§ Work instructions: Every word of every entry must be retyped exactly.

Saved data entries
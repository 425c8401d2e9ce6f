//! Observable run counters, recorded both as `tracing` fields at
//! stage-completion and as `metrics` crate instruments so a host process can
//! wire in whatever exporter it likes. Purely informational: nothing here
//! feeds back into the pipeline's correctness.

use std::time::Instant;

#[derive(Debug, Default, Clone, Copy)]
pub struct Progress {
    pub batches_processed: u64,
    pub tuples_processed: u64,
    pub bytes_spilled: u64,
    pub bytes_written_to_store: u64,
    pub unique_keys_written: u64,
    pub merge_passes: u64,
}

impl Progress {
    pub fn record_batch(&mut self, tuples: u64) {
        self.batches_processed += 1;
        self.tuples_processed += tuples;
        metrics::counter!("posindex_batches_total").increment(1);
        metrics::counter!("posindex_tuples_total").increment(tuples);
        tracing::info!(batches = self.batches_processed, tuples = self.tuples_processed, "batch processed");
    }

    pub fn record_spill(&mut self, bytes: u64) {
        self.bytes_spilled += bytes;
        metrics::counter!("posindex_bytes_spilled_total").increment(bytes);
        tracing::debug!(bytes, total = self.bytes_spilled, "spill written");
    }

    pub fn record_merge_pass(&mut self) {
        self.merge_passes += 1;
        metrics::counter!("posindex_merge_passes_total").increment(1);
        tracing::debug!(passes = self.merge_passes, "merge pass completed");
    }

    pub fn record_load(&mut self, keys: u64, bytes: u64) {
        self.unique_keys_written += keys;
        self.bytes_written_to_store += bytes;
        metrics::counter!("posindex_keys_written_total").increment(keys);
        metrics::counter!("posindex_bytes_written_total").increment(bytes);
        tracing::info!(keys, bytes, "load batch flushed to store");
    }
}

/// Wall-clock timer for one run, reported on `Drop`-free completion via
/// [`RunTimer::finish`] (explicit rather than `Drop`-based so the elapsed
/// time can be attached to the final summary event).
pub struct RunTimer {
    started: Instant,
}

impl RunTimer {
    pub fn start() -> Self {
        metrics::gauge!("posindex_run_active").set(1.0);
        RunTimer { started: Instant::now() }
    }

    pub fn finish(self, progress: &Progress) {
        let elapsed = self.started.elapsed();
        metrics::gauge!("posindex_run_active").set(0.0);
        tracing::info!(
            elapsed_ms = elapsed.as_millis() as u64,
            batches = progress.batches_processed,
            tuples = progress.tuples_processed,
            keys_written = progress.unique_keys_written,
            merge_passes = progress.merge_passes,
            "run complete"
        );
    }
}

#[cfg(test)]
mod tests {
    use super::*;

    #[test]
    fn counters_accumulate_across_calls() {
        let mut progress = Progress::default();
        progress.record_batch(100);
        progress.record_batch(50);
        assert_eq!(progress.batches_processed, 2);
        assert_eq!(progress.tuples_processed, 150);
    }
}
//! Logging setup shared by the `posindex` binary, following the same
//! `--log.level` / `--log.format` convention used across Flow's CLIs.

#[derive(Debug, clap::Args)]
pub struct LogArgs {
    /// The log verbosity. One of trace|debug|info|warn|error.
    #[arg(long = "log.level", default_value_t = LogLevel::Info, value_enum, global = true)]
    pub level: LogLevel,

    #[arg(long = "log.format", value_enum, global = true)]
    pub format: Option<LogFormat>,
}

#[derive(Debug, clap::ValueEnum, Clone, Copy)]
pub enum LogLevel {
    Trace,
    Debug,
    Info,
    Warn,
    Error,
}

impl std::fmt::Display for LogLevel {
    fn fmt(&self, f: &mut std::fmt::Formatter<'_>) -> std::fmt::Result {
        let s = match self {
            LogLevel::Trace => "trace",
            LogLevel::Debug => "debug",
            LogLevel::Info => "info",
            LogLevel::Warn => "warn",
            LogLevel::Error => "error",
        };
        f.write_str(s)
    }
}

#[derive(Debug, clap::ValueEnum, Clone, Copy)]
pub enum LogFormat {
    /// One JSON object per line on stderr.
    Json,
    /// Plain text, no colors.
    Text,
    /// Plain text with ANSI colors for interactive terminals.
    Color,
}

fn default_log_format() -> LogFormat {
    if atty::is(atty::Stream::Stderr) {
        LogFormat::Color
    } else {
        LogFormat::Json
    }
}

/// Initializes the global tracing subscriber. Panics if called twice.
pub fn init_logging(args: &LogArgs) {
    let builder = tracing_subscriber::fmt()
        .with_writer(std::io::stderr)
        .with_env_filter(args.level.to_string())
        .with_timer(tracing_subscriber::fmt::time::UtcTime::rfc_3339())
        .with_span_events(tracing_subscriber::fmt::format::FmtSpan::CLOSE)
        .with_thread_ids(false)
        .with_thread_names(false)
        .with_target(false);

    match args.format.unwrap_or_else(default_log_format) {
        LogFormat::Json => {
            builder.json().flatten_event(true).with_current_span(true).with_span_list(false).init();
        }
        LogFormat::Text => {
            builder.compact().with_ansi(false).init();
        }
        LogFormat::Color => {
            builder.compact().with_ansi(true).init();
        }
    }
}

§ Expected output:
repository 425c8401d2e9ce6f
//! Observable run counters, recorded both as `tracing` fields at
//! stage-completion and as `metrics` crate instruments so a host process can
//! wire in whatever exporter it likes. Purely informational: nothing here
//! feeds back into the pipeline's correctness.

use std::time::Instant;

#[derive(Debug, Default, Clone, Copy)]
pub struct Progress {
    pub batches_processed: u64,
    pub tuples_processed: u64,
    pub bytes_spilled: u64,
    pub bytes_written_to_store: u64,
    pub unique_keys_written: u64,
    pub merge_passes: u64,
}

impl Progress {
    pub fn record_batch(&mut self, tuples: u64) {
        self.batches_processed += 1;
        self.tuples_processed += tuples;
        metrics::counter!("posindex_batches_total").increment(1);
        metrics::counter!("posindex_tuples_total").increment(tuples);
        tracing::info!(batches = self.batches_processed, tuples = self.tuples_processed, "batch processed");
    }

    pub fn record_spill(&mut self, bytes: u64) {
        self.bytes_spilled += bytes;
        metrics::counter!("posindex_bytes_spilled_total").increment(bytes);
        tracing::debug!(bytes, total = self.bytes_spilled, "spill written");
    }

    pub fn record_merge_pass(&mut self) {
        self.merge_passes += 1;
        metrics::counter!("posindex_merge_passes_total").increment(1);
        tracing::debug!(passes = self.merge_passes, "merge pass completed");
    }

    pub fn record_load(&mut self, keys: u64, bytes: u64) {
        self.unique_keys_written += keys;
        self.bytes_written_to_store += bytes;
        metrics::counter!("posindex_keys_written_total").increment(keys);
        metrics::counter!("posindex_bytes_written_total").increment(bytes);
        tracing::info!(keys, bytes, "load batch flushed to store");
    }
}

/// Wall-clock timer for one run, reported on `Drop`-free completion via
/// [`RunTimer::finish`] (explicit rather than `Drop`-based so the elapsed
/// time can be attached to the final summary event).
pub struct RunTimer {
    started: Instant,
}

impl RunTimer {
    pub fn start() -> Self {
        metrics::gauge!("posindex_run_active").set(1.0);
        RunTimer { started: Instant::now() }
    }

    pub fn finish(self, progress: &Progress) {
        let elapsed = self.started.elapsed();
        metrics::gauge!("posindex_run_active").set(0.0);
        tracing::info!(
            elapsed_ms = elapsed.as_millis() as u64,
            batches = progress.batches_processed,
            tuples = progress.tuples_processed,
            keys_written = progress.unique_keys_written,
            merge_passes = progress.merge_passes,
            "run complete"
        );
    }
}

#[cfg(test)]
mod tests {
    use super::*;

    #[test]
    fn counters_accumulate_across_calls() {
        let mut progress = Progress::default();
        progress.record_batch(100);
        progress.record_batch(50);
        assert_eq!(progress.batches_processed, 2);
        assert_eq!(progress.tuples_processed, 150);
    }
}
//! Logging setup shared by the `posindex` binary, following the same
//! `--log.level` / `--log.format` convention used across Flow's CLIs.

#[derive(Debug, clap::Args)]
pub struct LogArgs {
    /// The log verbosity. One of trace|debug|info|warn|error.
    #[arg(long = "log.level", default_value_t = LogLevel::Info, value_enum, global = true)]
    pub level: LogLevel,

    #[arg(long = "log.format", value_enum, global = true)]
    pub format: Option<LogFormat>,
}

#[derive(Debug, clap::ValueEnum, Clone, Copy)]
pub enum LogLevel {
    Trace,
    Debug,
    Info,
    Warn,
    Error,
}

impl std::fmt::Display for LogLevel {
    fn fmt(&self, f: &mut std::fmt::Formatter<'_>) -> std::fmt::Result {
        let s = match self {
            LogLevel::Trace => "trace",
            LogLevel::Debug => "debug",
            LogLevel::Info => "info",
            LogLevel::Warn => "warn",
            LogLevel::Error => "error",
        };
        f.write_str(s)
    }
}

#[derive(Debug, clap::ValueEnum, Clone, Copy)]
pub enum LogFormat {
    /// One JSON object per line on stderr.
    Json,
    /// Plain text, no colors.
    Text,
    /// Plain text with ANSI colors for interactive terminals.
    Color,
}

fn default_log_format() -> LogFormat {
    if atty::is(atty::Stream::Stderr) {
        LogFormat::Color
    } else {
        LogFormat::Json
    }
}

/// Initializes the global tracing subscriber. Panics if called twice.
pub fn init_logging(args: &LogArgs) {
    let builder = tracing_subscriber::fmt()
        .with_writer(std::io::stderr)
        .with_env_filter(args.level.to_string())
        .with_timer(tracing_subscriber::fmt::time::UtcTime::rfc_3339())
        .with_span_events(tracing_subscriber::fmt::format::FmtSpan::CLOSE)
        .with_thread_ids(false)
        .with_thread_names(false)
        .with_target(false);

    match args.format.unwrap_or_else(default_log_format) {
        LogFormat::Json => {
            builder.json().flatten_event(true).with_current_span(true).with_span_list(false).init();
        }
        LogFormat::Text => {
            builder.compact().with_ansi(false).init();
        }
        LogFormat::Color => {
            builder.compact().with_ansi(true).init();
        }
    }
}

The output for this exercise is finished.